2. Hong Kong annonce un plan visant à bloquer les achats de titres boursiers à court terme.
Mesure qui ressemble, en moins absolu, à la fermeture des frontières monétaires, décidées en Malaisie par le 1er Ministre Mahatir Mohammed, et qui brisent de facto le libéralisme en Asie, fondement de son bien-être. Plan Hong kongais fort contesté, notamment par Milton Friedman, Prix Nobel d’économie, qui prédit une dévaluation « inéluctable » du HKD « sous 3 à 6 moi s», voire le glas, si Hong Kong persiste, de ses ambitions de place monétaire mondiale.
3. Pékin (ville) réagit, enfin à son statut peu enviable de ville à l’air le plus vicié de Chine: au 1er jan 1999, toute voiture neuve devra disposer d’allumage électronique et de pot catalytique, pour atteindre les valeurs d’émissions de gaz autorisées, celles de l’Union Européenne en 1992 (les actuelles sont celles de nos années 1970).
Dans le même souci, d’ici 2000, 105 km² (1/5 de la ville) seront chauffés au gaz, le reste au charbon à basse teneur en souffre (moins de 0,5%), épargnant ainsi à l’atmosphère le rejet de dizaines de milliers de tonnes de monoxyde de carbone et dioxyde de souffre. Ainsi, la capitale vit peut-être l’instant où se brise, pour elle, la spirale de descente vers l’enfer.
Le marché noir du RBM, qui existait jusqu’en 1993 (tirant parti de l’existence de deux monnaies distinctes en Chine, avec le monnaie des étrangers, aujourd’hui défunte (FEC), réservé aux étrangers) refait surface sur les marchés libres: dans les grandes villes, s’y pratique l’achat du USD au taux de 8,5, au lieu du taux légal de 8,29.Ces fonds changeraient ensuite de main et seraient à Wenzhou (Fujian, capitale notoire de la contrefaçon), à 9,5Y/USD.

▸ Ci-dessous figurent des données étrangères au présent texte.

//! Tests for settings, provider selection and agent profiles.

use std::collections::HashMap;
use std::path::PathBuf;
use std::sync::{Mutex, OnceLock};
use std::time::Duration;

use cortex_agent::auth::AuthError;
use cortex_agent::config::{AgentsFile, ClientSettings, DEFAULT_TIMEOUT};
use cortex_agent::error::AgentError;
use pretty_assertions::assert_eq;

static ENV_LOCK: OnceLock<Mutex<()>> = OnceLock::new();

const SETTINGS_ENV_VARS: [&str; 9] = [
    "SNOWFLAKE_ACCOUNT",
    "SNOWFLAKE_HOST",
    "SNOWFLAKE_PAT",
    "SNOWFLAKE_USER",
    "SNOWFLAKE_PRIVATE_KEY_PATH",
    "AGENT_NAME",
    "AGENT_DATABASE",
    "AGENT_SCHEMA",
    "AGENT_TIMEOUT_SECS",
];

struct EnvGuard {
    saved: Vec<(String, Option<String>)>,
}

impl EnvGuard {
    fn capture(keys: &[&str]) -> Self {
        let saved = keys
            .iter()
            .map(|key| ((*key).to_string(), std::env::var(key).ok()))
            .collect();
        Self { saved }
    }
}

impl Drop for EnvGuard {
    fn drop(&mut self) {
        for (key, value) in &self.saved {
            match value {
                Some(v) => std::env::set_var(key, v),
                None => std::env::remove_var(key),
            }
        }
    }
}

fn env_lock_guard() -> std::sync::MutexGuard<'static, ()> {
    ENV_LOCK
        .get_or_init(|| Mutex::new(()))
        .lock()
        .unwrap_or_else(|poisoned| poisoned.into_inner())
}

fn settings(vars: &[(&str, &str)]) -> ClientSettings {
    let vars: HashMap<String, String> = vars
        .iter()
        .map(|(k, v)| (k.to_string(), v.to_string()))
        .collect();
    let mut settings = ClientSettings::from_lookup(|key| vars.get(key).cloned()).unwrap();
    // keep a real runtime token file on the test host out of the picture
    settings.container_token_path = Some(PathBuf::from("/nonexistent/cortex-agent/token"));
    settings
}

fn fixture(name: &str) -> String {
    format!("{}/tests/fixtures/{name}", env!("CARGO_MANIFEST_DIR"))
}

const AGENT_VARS: [(&str, &str); 3] = [
    ("AGENT_NAME", "RESORT_EXECUTIVE"),
    ("AGENT_DATABASE", "SKI_RESORT_DB"),
    ("AGENT_SCHEMA", "AGENTS"),
];

#[test]
fn pat_settings_build_a_client_config() {
    let mut vars = vec![("SNOWFLAKE_ACCOUNT", "XY12345"), ("SNOWFLAKE_PAT", "pat")];
    vars.extend(AGENT_VARS);
    let settings = settings(&vars);

    let provider = settings.token_provider().unwrap();
    assert_eq!(provider.token_type(), Some("PROGRAMMATIC_ACCESS_TOKEN"));

    let config = settings.agent_config(provider.as_ref()).unwrap();
    assert_eq!(config.host, "xy12345.snowflakecomputing.com");
    assert_eq!(config.agent_name, "RESORT_EXECUTIVE");
    assert_eq!(config.timeout, DEFAULT_TIMEOUT);
}

#[test]
fn explicit_host_and_timeout_override_defaults() {
    let mut vars = vec![
        ("SNOWFLAKE_ACCOUNT", "xy12345"),
        ("SNOWFLAKE_PAT", "pat"),
        ("SNOWFLAKE_HOST", "proxy.internal.example"),
        ("AGENT_TIMEOUT_SECS", " 45 "),
    ];
    vars.extend(AGENT_VARS);
    let settings = settings(&vars);

    let provider = settings.token_provider().unwrap();
    let config = settings.agent_config(provider.as_ref()).unwrap();
    assert_eq!(config.host, "proxy.internal.example");
    assert_eq!(config.timeout, Duration::from_secs(45));
}

#[test]
fn invalid_timeout_is_a_configuration_error() {
    let err = ClientSettings::from_lookup(|key| {
        (key == "AGENT_TIMEOUT_SECS").then(|| "soon".to_string())
    })
    .unwrap_err();
    assert!(matches!(err, AgentError::Configuration(_)));
}

#[test]
fn pat_takes_precedence_over_key_pair() {
    let key = fixture("test_rsa_key.pem");
    let settings = settings(&[
        ("SNOWFLAKE_ACCOUNT", "xy12345"),
        ("SNOWFLAKE_PAT", "pat"),
        ("SNOWFLAKE_USER", "alice"),
        ("SNOWFLAKE_PRIVATE_KEY_PATH", key.as_str()),
    ]);
    assert_eq!(
        settings.token_provider().unwrap().token_type(),
        Some("PROGRAMMATIC_ACCESS_TOKEN")
    );
}

#[test]
fn key_pair_is_used_without_pat() {
    let key = fixture("test_rsa_key.pem");
    let settings = settings(&[
        ("SNOWFLAKE_ACCOUNT", "xy12345"),
        ("SNOWFLAKE_USER", "alice"),
        ("SNOWFLAKE_PRIVATE_KEY_PATH", key.as_str()),
    ]);
    assert_eq!(settings.token_provider().unwrap().token_type(), Some("KEYPAIR_JWT"));
}

#[test]
fn container_token_is_the_last_resort() {
    let file = tempfile::NamedTempFile::new().unwrap();
    std::fs::write(file.path(), "runtime-token").unwrap();

    let mut settings = settings(&[("SNOWFLAKE_HOST", "acct.snowflakecomputing.com")]);
    settings.container_token_path = Some(file.path().to_path_buf());

    let provider = settings.token_provider().unwrap();
    assert_eq!(provider.host(), "acct.snowflakecomputing.com");
    assert_eq!(provider.auth_header().unwrap(), "Snowflake Token=\"runtime-token\"");
}

#[test]
fn no_credentials_is_missing_credential() {
    let err = settings(&[("SNOWFLAKE_ACCOUNT", "xy12345")])
        .token_provider()
        .err()
        .expect("no provider");
    assert!(matches!(err, AgentError::Auth(AuthError::MissingCredential(_))));
}

#[test]
fn pat_without_account_is_missing_credential() {
    let err = settings(&[("SNOWFLAKE_PAT", "pat")])
        .token_provider()
        .err()
        .expect("no provider");
    assert!(matches!(err, AgentError::Auth(AuthError::MissingCredential(_))));
}

#[test]
fn agent_location_is_required() {
    let settings = settings(&[("SNOWFLAKE_ACCOUNT", "xy12345"), ("SNOWFLAKE_PAT", "pat")]);
    let provider = settings.token_provider().unwrap();
    let err = settings.agent_config(provider.as_ref()).unwrap_err();
    assert!(matches!(err, AgentError::Configuration(msg) if msg.contains("AGENT_DATABASE")));
}

#[test]
fn from_env_reads_process_environment() {
    let _lock = env_lock_guard();
    let _guard = EnvGuard::capture(&SETTINGS_ENV_VARS);
    for key in SETTINGS_ENV_VARS {
        std::env::remove_var(key);
    }
    std::env::set_var("SNOWFLAKE_ACCOUNT", "xy12345");
    std::env::set_var("SNOWFLAKE_PAT", "from-env");
    std::env::set_var("AGENT_NAME", "RESORT_EXECUTIVE");
    std::env::set_var("AGENT_TIMEOUT_SECS", "");

    let settings = ClientSettings::from_env().unwrap();
    assert_eq!(settings.account.as_deref(), Some("xy12345"));
    assert_eq!(settings.pat.as_deref(), Some("from-env"));
    assert_eq!(settings.agent_name.as_deref(), Some("RESORT_EXECUTIVE"));
    assert_eq!(settings.database, None);
    assert_eq!(settings.timeout, None);
}

const PROFILES: &str = r#"
[defaults]
timeout_secs = 200
max_context_messages = 6
context_ttl_hours = 0.5
cleanup_interval_minutes = 2.0

[agents.default]
name = "RESORT_EXECUTIVE"
database = "SKI_RESORT_DB"
schema = "AGENTS"

[agents.ops]
name = "LIFT_OPS"
database = "SKI_RESORT_DB"
schema = "OPS"
timeout_secs = 60
"#;

#[test]
fn profiles_parse_and_fall_back_to_default() {
    let file = AgentsFile::parse(PROFILES).unwrap();

    let ops = file.agent_config("ops", "acct.snowflakecomputing.com").unwrap();
    assert_eq!(ops.agent_name, "LIFT_OPS");
    assert_eq!(ops.schema, "OPS");
    assert_eq!(ops.timeout, Duration::from_secs(60));

    let fallback = file.agent_config("marketing", "acct.snowflakecomputing.com").unwrap();
    assert_eq!(fallback.agent_name, "RESORT_EXECUTIVE");
    assert_eq!(fallback.timeout, Duration::from_secs(200));
}

#[test]
fn profiles_without_default_reject_unknown_keys() {
    let file = AgentsFile::parse(
        r#"
[agents.ops]
name = "LIFT_OPS"
database = "DB"
schema = "OPS"
"#,
    )
    .unwrap();
    assert!(file.agent("other").is_none());
    assert!(matches!(
        file.agent_config("other", "host"),
        Err(AgentError::Configuration(_))
    ));
}

#[test]
fn profile_defaults_become_context_settings() {
    let settings = AgentsFile::parse(PROFILES).unwrap().context_settings().unwrap();
    assert_eq!(settings.ttl, Duration::from_secs(1800));
    assert_eq!(settings.max_messages, 6);
    assert_eq!(settings.cleanup_interval, Duration::from_secs(120));

    let empty = AgentsFile::parse("").unwrap().context_settings().unwrap();
    assert_eq!(empty, cortex_agent::context::ContextSettings::default());
}

#[test]
fn non_positive_durations_are_rejected() {
    let file = AgentsFile::parse("[defaults]\ncontext_ttl_hours = 0.0\n").unwrap();
    assert!(matches!(file.context_settings(), Err(AgentError::Configuration(_))));
}

#[test]
fn apply_profile_keeps_explicit_values() {
    let file = AgentsFile::parse(PROFILES).unwrap();
    let mut settings = settings(&[("AGENT_SCHEMA", "CUSTOM")]);
    settings.apply_profile(file.agent("ops").unwrap(), &file.defaults);

    assert_eq!(settings.agent_name.as_deref(), Some("LIFT_OPS"));
    assert_eq!(settings.schema.as_deref(), Some("CUSTOM"));
    assert_eq!(settings.timeout, Some(Duration::from_secs(60)));
}

#[test]
fn profiles_load_from_disk_and_report_bad_files() {
    let dir = tempfile::tempdir().unwrap();
    let good = dir.path().join("agents.toml");
    std::fs::write(&good, PROFILES).unwrap();
    assert_eq!(AgentsFile::load(&good).unwrap().agents.len(), 2);

    let bad = dir.path().join("broken.toml");
    std::fs::write(&bad, "[agents.default\nname = 1").unwrap();
    match AgentsFile::load(&bad) {
        Err(AgentError::Configuration(msg)) => assert!(msg.contains("broken.toml")),
        other => panic!("expected configuration error, got {other:?}"),
    }
}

Une autre technique pour accaparer le billet vert, consiste à les obtenir des banques (avec leur complicité), moyennant titres commerciaux ou chèques falsifiés, et remboursement de taxes sur des exportations fictives. Toutes ces pratiques viennent d’être une fois de plus interdites par la Cour suprême, sous peine de châtiments sévères. Elles expriment la demande générale en valeurs-refuge, le spectre de la dévaluation. Jiang ne s’y trompe d’ailleurs pas en réaffirmant, cette semaine à des hôtes nippons, « ne pouvoir exclure à 100% une baisse du RMB ».Même si cette annonce, du type « retenez moi, ou …», a aussi pour objet de faire pression sur le Japon, sur des dossiers monétaires et autres! (voir rubrique politique)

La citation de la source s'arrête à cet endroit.